EXCERPTED DATA:
□ □ □ □ □ □ □

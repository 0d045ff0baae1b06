//! Cuts hands-free speech segments out of the live frame stream.
//!
//! A short ring of recent frames is kept while Silent so a segment includes
//! the onset that happened before the VAD's dwell time elapsed. Trailing
//! silence beyond the lookback length is trimmed when the segment closes.

use super::vad::VadTransition;
use crate::config::{AppConfig, DEFAULT_SEGMENT_LOOKBACK_MS, DEFAULT_SEGMENT_MAX_MS};
use std::collections::VecDeque;

#[derive(Debug, Clone, Copy, PartialEq, Eq)]
pub struct SegmentConfig {
    pub lookback_ms: u64,
    pub max_ms: u64,
}

impl Default for SegmentConfig {
    fn default() -> Self {
        Self {
            lookback_ms: DEFAULT_SEGMENT_LOOKBACK_MS,
            max_ms: DEFAULT_SEGMENT_MAX_MS,
        }
    }
}

impl From<&AppConfig> for SegmentConfig {
    fn from(cfg: &AppConfig) -> Self {
        Self {
            lookback_ms: cfg.segment_lookback_ms,
            max_ms: cfg.segment_max_ms,
        }
    }
}

#[derive(Debug, Clone, Copy, PartialEq, Eq)]
pub enum SegmentEnd {
    Silence,
    MaxLength,
    Flushed,
}

impl SegmentEnd {
    pub fn label(self) -> &'static str {
        match self {
            SegmentEnd::Silence => "silence",
            SegmentEnd::MaxLength => "max_length",
            SegmentEnd::Flushed => "flushed",
        }
    }
}

#[derive(Debug, Clone, PartialEq, Eq)]
pub struct PcmSegment {
    pub samples: Vec<i16>,
    pub sample_rate: u32,
    pub end: SegmentEnd,
}

impl PcmSegment {
    pub fn duration_ms(&self) -> u64 {
        if self.sample_rate == 0 {
            return 0;
        }
        self.samples.len() as u64 * 1000 / u64::from(self.sample_rate)
    }
}

struct ActiveSegment {
    samples: Vec<i16>,
    trailing_quiet: usize,
}

pub struct SegmentRecorder {
    sample_rate: u32,
    lookback: VecDeque<Vec<i16>>,
    lookback_held: usize,
    lookback_limit: usize,
    max_samples: usize,
    active: Option<ActiveSegment>,
}

impl SegmentRecorder {
    pub fn new(cfg: &SegmentConfig, sample_rate: u32) -> Self {
        let per_ms = |ms: u64| (ms * u64::from(sample_rate) / 1000) as usize;
        Self {
            sample_rate,
            lookback: VecDeque::new(),
            lookback_held: 0,
            lookback_limit: per_ms(cfg.lookback_ms),
            max_samples: per_ms(cfg.max_ms).max(1),
            active: None,
        }
    }

    pub fn is_recording(&self) -> bool {
        self.active.is_some()
    }

    /// Feed one frame along with whether it counted as voiced and the VAD
    /// transition it produced. Returns a segment when one closes.
    pub fn push(
        &mut self,
        frame: Vec<i16>,
        voiced: bool,
        transition: Option<VadTransition>,
    ) -> Option<PcmSegment> {
        match self.active.as_mut() {
            Some(active) => {
                if voiced {
                    active.trailing_quiet = 0;
                } else {
                    active.trailing_quiet += frame.len();
                }
                active.samples.extend_from_slice(&frame);
                if transition == Some(VadTransition::SpeechEnded) {
                    return self.close(SegmentEnd::Silence);
                }
                if active.samples.len() >= self.max_samples {
                    let segment = self.close(SegmentEnd::MaxLength);
                    // Speech is still running; keep recording into a fresh segment.
                    self.active = Some(ActiveSegment {
                        samples: Vec::new(),
                        trailing_quiet: 0,
                    });
                    return segment;
                }
                None
            }
            None => {
                if transition == Some(VadTransition::SpeechStarted) {
                    let mut samples = Vec::with_capacity(self.lookback_held + frame.len());
                    for held in self.lookback.drain(..) {
                        samples.extend(held);
                    }
                    self.lookback_held = 0;
                    samples.extend(frame);
                    self.active = Some(ActiveSegment {
                        samples,
                        trailing_quiet: 0,
                    });
                } else {
                    self.hold(frame);
                }
                None
            }
        }
    }

    /// Close any open segment, e.g. when listening stops.
    pub fn flush(&mut self) -> Option<PcmSegment> {
        self.close(SegmentEnd::Flushed)
    }

    pub fn reset(&mut self) {
        self.active = None;
        self.lookback.clear();
        self.lookback_held = 0;
    }

    fn hold(&mut self, frame: Vec<i16>) {
        if self.lookback_limit == 0 {
            return;
        }
        self.lookback_held += frame.len();
        self.lookback.push_back(frame);
        while self.lookback_held > self.lookback_limit {
            match self.lookback.pop_front() {
                Some(old) => self.lookback_held -= old.len(),
                None => break,
            }
        }
    }

    fn close(&mut self, end: SegmentEnd) -> Option<PcmSegment> {
        let mut active = self.active.take()?;
        if end == SegmentEnd::Silence {
            let excess = active.trailing_quiet.saturating_sub(self.lookback_limit);
            let keep = active.samples.len().saturating_sub(excess);
            active.samples.truncate(keep);
        }
        if active.samples.is_empty() {
            return None;
        }
        Some(PcmSegment {
            samples: active.samples,
            sample_rate: self.sample_rate,
            end,
        })
    }
}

□ □ □ □ □ □ □

EXERCISE DETAILS: Retype all of the material exactly as it stands above.

OUTPUT:
repository 0d045ff0baae1b06
//! Cuts hands-free speech segments out of the live frame stream.
//!
//! A short ring of recent frames is kept while Silent so a segment includes
//! the onset that happened before the VAD's dwell time elapsed. Trailing
//! silence beyond the lookback length is trimmed when the segment closes.

use super::vad::VadTransition;
use crate::config::{AppConfig, DEFAULT_SEGMENT_LOOKBACK_MS, DEFAULT_SEGMENT_MAX_MS};
use std::collections::VecDeque;

#[derive(Debug, Clone, Copy, PartialEq, Eq)]
pub struct SegmentConfig {
    pub lookback_ms: u64,
    pub max_ms: u64,
}

impl Default for SegmentConfig {
    fn default() -> Self {
        Self {
            lookback_ms: DEFAULT_SEGMENT_LOOKBACK_MS,
            max_ms: DEFAULT_SEGMENT_MAX_MS,
        }
    }
}

impl From<&AppConfig> for SegmentConfig {
    fn from(cfg: &AppConfig) -> Self {
        Self {
            lookback_ms: cfg.segment_lookback_ms,
            max_ms: cfg.segment_max_ms,
        }
    }
}

#[derive(Debug, Clone, Copy, PartialEq, Eq)]
pub enum SegmentEnd {
    Silence,
    MaxLength,
    Flushed,
}

impl SegmentEnd {
    pub fn label(self) -> &'static str {
        match self {
            SegmentEnd::Silence => "silence",
            SegmentEnd::MaxLength => "max_length",
            SegmentEnd::Flushed => "flushed",
        }
    }
}

#[derive(Debug, Clone, PartialEq, Eq)]
pub struct PcmSegment {
    pub samples: Vec<i16>,
    pub sample_rate: u32,
    pub end: SegmentEnd,
}

impl PcmSegment {
    pub fn duration_ms(&self) -> u64 {
        if self.sample_rate == 0 {
            return 0;
        }
        self.samples.len() as u64 * 1000 / u64::from(self.sample_rate)
    }
}

struct ActiveSegment {
    samples: Vec<i16>,
    trailing_quiet: usize,
}

pub struct SegmentRecorder {
    sample_rate: u32,
    lookback: VecDeque<Vec<i16>>,
    lookback_held: usize,
    lookback_limit: usize,
    max_samples: usize,
    active: Option<ActiveSegment>,
}

impl SegmentRecorder {
    pub fn new(cfg: &SegmentConfig, sample_rate: u32) -> Self {
        let per_ms = |ms: u64| (ms * u64::from(sample_rate) / 1000) as usize;
        Self {
            sample_rate,
            lookback: VecDeque::new(),
            lookback_held: 0,
            lookback_limit: per_ms(cfg.lookback_ms),
            max_samples: per_ms(cfg.max_ms).max(1),
            active: None,
        }
    }

    pub fn is_recording(&self) -> bool {
        self.active.is_some()
    }

    /// Feed one frame along with whether it counted as voiced and the VAD
    /// transition it produced. Returns a segment when one closes.
    pub fn push(
        &mut self,
        frame: Vec<i16>,
        voiced: bool,
        transition: Option<VadTransition>,
    ) -> Option<PcmSegment> {
        match self.active.as_mut() {
            Some(active) => {
                if voiced {
                    active.trailing_quiet = 0;
                } else {
                    active.trailing_quiet += frame.len();
                }
                active.samples.extend_from_slice(&frame);
                if transition == Some(VadTransition::SpeechEnded) {
                    return self.close(SegmentEnd::Silence);
                }
                if active.samples.len() >= self.max_samples {
                    let segment = self.close(SegmentEnd::MaxLength);
                    // Speech is still running; keep recording into a fresh segment.
                    self.active = Some(ActiveSegment {
                        samples: Vec::new(),
                        trailing_quiet: 0,
                    });
                    return segment;
                }
                None
            }
            None => {
                if transition == Some(VadTransition::SpeechStarted) {
                    let mut samples = Vec::with_capacity(self.lookback_held + frame.len());
                    for held in self.lookback.drain(..) {
                        samples.extend(held);
                    }
                    self.lookback_held = 0;
                    samples.extend(frame);
                    self.active = Some(ActiveSegment {
                        samples,
                        trailing_quiet: 0,
                    });
                } else {
                    self.hold(frame);
                }
                None
            }
        }
    }

    /// Close any open segment, e.g. when listening stops.
    pub fn flush(&mut self) -> Option<PcmSegment> {
        self.close(SegmentEnd::Flushed)
    }

    pub fn reset(&mut self) {
        self.active = None;
        self.lookback.clear();
        self.lookback_held = 0;
    }

    fn hold(&mut self, frame: Vec<i16>) {
        if self.lookback_limit == 0 {
            return;
        }
        self.lookback_held += frame.len();
        self.lookback.push_back(frame);
        while self.lookback_held > self.lookback_limit {
            match self.lookback.pop_front() {
                Some(old) => self.lookback_held -= old.len(),
                None => break,
            }
        }
    }

    fn close(&mut self, end: SegmentEnd) -> Option<PcmSegment> {
        let mut active = self.active.take()?;
        if end == SegmentEnd::Silence {
            let excess = active.trailing_quiet.saturating_sub(self.lookback_limit);
            let keep = active.samples.len().saturating_sub(excess);
            active.samples.truncate(keep);
        }
        if active.samples.is_empty() {
            return None;
        }
        Some(PcmSegment {
            samples: active.samples,
            sample_rate: self.sample_rate,
            end,
        })
    }
}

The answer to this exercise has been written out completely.